[SUPPLIED RECORDS]

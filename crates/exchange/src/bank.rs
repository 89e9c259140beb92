//! Fungible-token bank adapter.
//!
//! The exchange only needs to check supplies, read balances and move coins.
//! [`StoreBank`] keeps balances in the same store as the exchange, so they
//! roll back and simulate together with exchange state.

use crate::codec::{decode_amount, encode_amount};
use crate::context::Context;
use crate::error::{ExchangeError, Result};
use crate::types::{Address, Amount, Coin};

/// Capability surface the exchange needs from the token module.
pub trait BankKeeper {
    /// Whether any amount of `denom` exists.
    fn has_supply(&self, ctx: &mut Context<'_>, denom: &str) -> Result<bool>;

    fn balance(&self, ctx: &mut Context<'_>, address: Address, denom: &str) -> Result<Amount>;

    /// Move `coins` from `from` to `to`, failing with `InsufficientFunds`
    /// if `from` cannot cover any of them.
    fn send_coins(
        &self,
        ctx: &mut Context<'_>,
        from: Address,
        to: Address,
        coins: &[Coin],
    ) -> Result<()>;
}

const BALANCE_KEY_PREFIX: &[u8] = b"bank/balances/";
const SUPPLY_KEY_PREFIX: &[u8] = b"bank/supply/";

fn balance_key(address: Address, denom: &str) -> Vec<u8> {
    let mut key = Vec::with_capacity(BALANCE_KEY_PREFIX.len() + 20 + denom.len());
    key.extend_from_slice(BALANCE_KEY_PREFIX);
    key.extend_from_slice(address.as_slice());
    key.extend_from_slice(denom.as_bytes());
    key
}

fn supply_key(denom: &str) -> Vec<u8> {
    let mut key = SUPPLY_KEY_PREFIX.to_vec();
    key.extend_from_slice(denom.as_bytes());
    key
}

/// Bank kept in the exchange's own store.
#[derive(Debug, Clone, Copy, Default)]
pub struct StoreBank;

impl StoreBank {
    pub fn new() -> Self {
        Self
    }

    pub fn supply(&self, ctx: &mut Context<'_>, denom: &str) -> Result<Amount> {
        Ok(ctx
            .get(&supply_key(denom))?
            .map(|bytes| decode_amount(&bytes))
            .unwrap_or_default())
    }

    /// Create coins and credit them to `to`.
    pub fn mint_coins(&self, ctx: &mut Context<'_>, to: Address, coins: &[Coin]) -> Result<()> {
        for coin in coins.iter().filter(|coin| !coin.is_zero()) {
            coin.validate()?;
            let supply = self
                .supply(ctx, &coin.denom)?
                .checked_add(coin.amount)
                .ok_or(ExchangeError::Overflow("supply"))?;
            ctx.set(supply_key(&coin.denom), encode_amount(supply))?;
            self.add_balance(ctx, to, coin)?;
        }
        Ok(())
    }

    fn set_balance(
        &self,
        ctx: &mut Context<'_>,
        address: Address,
        denom: &str,
        amount: Amount,
    ) -> Result<()> {
        let key = balance_key(address, denom);
        if amount.is_zero() {
            ctx.delete(&key)
        } else {
            ctx.set(key, encode_amount(amount))
        }
    }

    fn add_balance(&self, ctx: &mut Context<'_>, address: Address, coin: &Coin) -> Result<()> {
        let balance = self
            .balance(ctx, address, &coin.denom)?
            .checked_add(coin.amount)
            .ok_or(ExchangeError::Overflow("balance"))?;
        self.set_balance(ctx, address, &coin.denom, balance)
    }

    fn sub_balance(&self, ctx: &mut Context<'_>, address: Address, coin: &Coin) -> Result<()> {
        let available = self.balance(ctx, address, &coin.denom)?;
        let remaining =
            available
                .checked_sub(coin.amount)
                .ok_or_else(|| ExchangeError::InsufficientFunds {
                    address,
                    denom: coin.denom.clone(),
                    available,
                    required: coin.amount,
                })?;
        self.set_balance(ctx, address, &coin.denom, remaining)
    }
}

impl BankKeeper for StoreBank {
    fn has_supply(&self, ctx: &mut Context<'_>, denom: &str) -> Result<bool> {
        ctx.has(&supply_key(denom))
    }

    fn balance(&self, ctx: &mut Context<'_>, address: Address, denom: &str) -> Result<Amount> {
        Ok(ctx
            .get(&balance_key(address, denom))?
            .map(|bytes| decode_amount(&bytes))
            .unwrap_or_default())
    }

    fn send_coins(
        &self,
        ctx: &mut Context<'_>,
        from: Address,
        to: Address,
        coins: &[Coin],
    ) -> Result<()> {
        for coin in coins.iter().filter(|coin| !coin.is_zero()) {
            self.sub_balance(ctx, from, coin)?;
            self.add_balance(ctx, to, coin)?;
        }
        Ok(())
    }
}
//! Deterministic spot exchange core.
//!
//! This library provides a store-backed central limit order book exchange:
//! - Market registry with per-market escrow addresses
//! - Limit and market orders matched in price-time priority
//! - Maker/taker fees with maker rebates
//! - Multi-hop exact-in swaps with simulation and best-route search
//!
//! All state lives in a [`KvStore`] accessed through a [`Context`], which
//! meters gas and buffers events. The exchange never touches wall-clock time
//! or randomness, so replaying the same requests yields the same state.

pub mod address;
pub mod bank;
pub mod codec;
pub mod config;
pub mod context;
pub mod dec;
pub mod error;
pub mod events;
pub mod exchange;
pub mod gas;
pub mod keys;
pub mod market;
pub mod matching;
pub mod order;
pub mod orderbook;
pub mod params;
pub mod query;
pub mod router;
pub mod settlement;
pub mod store;
pub mod types;

pub use bank::{BankKeeper, StoreBank};
pub use config::ExchangeConfig;
pub use context::{BlockHeader, Context};
pub use dec::{Dec, DecParseError};
pub use error::{ErrorKind, ExchangeError, Result};
pub use events::{Event, EventManager};
pub use exchange::{Exchange, LimitOrderResult, MarketOrderResult};
pub use gas::{GasConfig, GasMeter};
pub use market::{Market, MarketState};
pub use matching::Fill;
pub use order::Order;
pub use orderbook::OrderBook;
pub use params::{FeeRates, Params};
pub use query::{MarketResponse, OrderBookResponse, PageRequest, PageResponse, PriceLevel};
pub use router::{BestRoute, HopResult, RouteGraph, RouteHop, SwapResult};
pub use store::{CacheStore, KvStore, MemStore, ScratchStore};
pub use types::{Address, Amount, Coin, Coins, OrderSide, B256, U256};
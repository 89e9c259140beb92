//! Core type definitions for the exchange.
//!
//! Re-exports from alloy-primitives for addresses and 256-bit amounts.

use crate::error::{ExchangeError, Result};
use std::fmt;
use std::str::FromStr;

pub use alloy::primitives::{Address, B256, U256};

/// Amount of an asset in its smallest unit. Amounts are never negative.
pub type Amount = U256;

/// Maximum length of a denomination, including the leading letter.
pub const MAX_DENOM_LEN: usize = 128;

/// Validate a denomination: a letter followed by 2-127 characters from
/// `[a-zA-Z0-9/:._-]`.
pub fn validate_denom(denom: &str) -> Result<()> {
    let mut chars = denom.chars();
    let valid_first = chars.next().is_some_and(|c| c.is_ascii_alphabetic());
    let valid_rest =
        chars.all(|c| c.is_ascii_alphanumeric() || matches!(c, '/' | ':' | '.' | '_' | '-'));
    if !valid_first || !valid_rest || denom.len() < 3 || denom.len() > MAX_DENOM_LEN {
        return Err(ExchangeError::InvalidDenom(denom.to_string()));
    }
    Ok(())
}

/// Side of an order.
#[derive(Debug, Clone, Copy, PartialEq, Eq, Hash, PartialOrd, Ord)]
pub enum OrderSide {
    /// Buys base with quote.
    Buy,
    /// Sells base for quote.
    Sell,
}

impl OrderSide {
    pub fn from_is_buy(is_buy: bool) -> Self {
        if is_buy {
            OrderSide::Buy
        } else {
            OrderSide::Sell
        }
    }

    pub fn is_buy(self) -> bool {
        self == OrderSide::Buy
    }

    pub fn opposite(self) -> Self {
        match self {
            OrderSide::Buy => OrderSide::Sell,
            OrderSide::Sell => OrderSide::Buy,
        }
    }
}

impl fmt::Display for OrderSide {
    fn fmt(&self, f: &mut fmt::Formatter<'_>) -> fmt::Result {
        match self {
            OrderSide::Buy => write!(f, "buy"),
            OrderSide::Sell => write!(f, "sell"),
        }
    }
}

/// An amount of a single denomination.
#[derive(Debug, Clone, PartialEq, Eq, Hash, PartialOrd, Ord)]
pub struct Coin {
    pub denom: String,
    pub amount: Amount,
}

impl Coin {
    pub fn new(denom: impl Into<String>, amount: Amount) -> Self {
        Self {
            denom: denom.into(),
            amount,
        }
    }

    /// Convenience constructor for literal amounts.
    pub fn from_u128(denom: impl Into<String>, amount: u128) -> Self {
        Self::new(denom, U256::from(amount))
    }

    pub fn zero(denom: impl Into<String>) -> Self {
        Self::new(denom, U256::ZERO)
    }

    pub fn is_zero(&self) -> bool {
        self.amount.is_zero()
    }

    pub fn validate(&self) -> Result<()> {
        validate_denom(&self.denom)
    }
}

impl fmt::Display for Coin {
    fn fmt(&self, f: &mut fmt::Formatter<'_>) -> fmt::Result {
        write!(f, "{}{}", self.amount, self.denom)
    }
}

impl FromStr for Coin {
    type Err = ExchangeError;

    /// Parses `"100uatom"`.
    fn from_str(s: &str) -> Result<Self> {
        let split = s
            .find(|c: char| !c.is_ascii_digit())
            .ok_or_else(|| ExchangeError::InvalidCoin(s.to_string()))?;
        let (amount, denom) = s.split_at(split);
        if amount.is_empty() {
            return Err(ExchangeError::InvalidCoin(s.to_string()));
        }
        let amount = amount
            .parse::<U256>()
            .map_err(|_| ExchangeError::InvalidCoin(s.to_string()))?;
        validate_denom(denom)?;
        Ok(Coin::new(denom, amount))
    }
}

/// A set of coins sorted by denom, without zero amounts or duplicates.
#[derive(Debug, Clone, Default, PartialEq, Eq)]
pub struct Coins(Vec<Coin>);

impl Coins {
    /// Build a coin set, rejecting duplicate denoms and dropping zero amounts.
    pub fn new(coins: Vec<Coin>) -> Result<Self> {
        let mut coins: Vec<Coin> = coins.into_iter().filter(|c| !c.is_zero()).collect();
        coins.sort_by(|a, b| a.denom.cmp(&b.denom));
        for coin in &coins {
            coin.validate()?;
        }
        if coins.windows(2).any(|w| w[0].denom == w[1].denom) {
            return Err(ExchangeError::InvalidCoin("duplicate denom".to_string()));
        }
        Ok(Self(coins))
    }

    pub fn is_empty(&self) -> bool {
        self.0.is_empty()
    }

    pub fn as_slice(&self) -> &[Coin] {
        &self.0
    }

    pub fn iter(&self) -> impl Iterator<Item = &Coin> {
        self.0.iter()
    }

    /// Amount of `denom` in the set (zero if absent).
    pub fn amount_of(&self, denom: &str) -> Amount {
        self.0
            .iter()
            .find(|c| c.denom == denom)
            .map(|c| c.amount)
            .unwrap_or(U256::ZERO)
    }
}

impl fmt::Display for Coins {
    fn fmt(&self, f: &mut fmt::Formatter<'_>) -> fmt::Result {
        let parts: Vec<String> = self.0.iter().map(ToString::to_string).collect();
        write!(f, "{}", parts.join(","))
    }
}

[/SUPPLIED RECORDS]

TASK PROMPT -
Restate word for word the lines in the material above from the one with "use crate::context::Context;" to the one with "denom: &str) -> Result<Amount>;"; both of those lines count, and nothing else does.

RESULT OF THE EXERCISE -
use crate::context::Context;
use crate::error::{ExchangeError, Result};
use crate::types::{Address, Amount, Coin};

/// Capability surface the exchange needs from the token module.
pub trait BankKeeper {
    /// Whether any amount of `denom` exists.
    fn has_supply(&self, ctx: &mut Context<'_>, denom: &str) -> Result<bool>;

    fn balance(&self, ctx: &mut Context<'_>, address: Address, denom: &str) -> Result<Amount>;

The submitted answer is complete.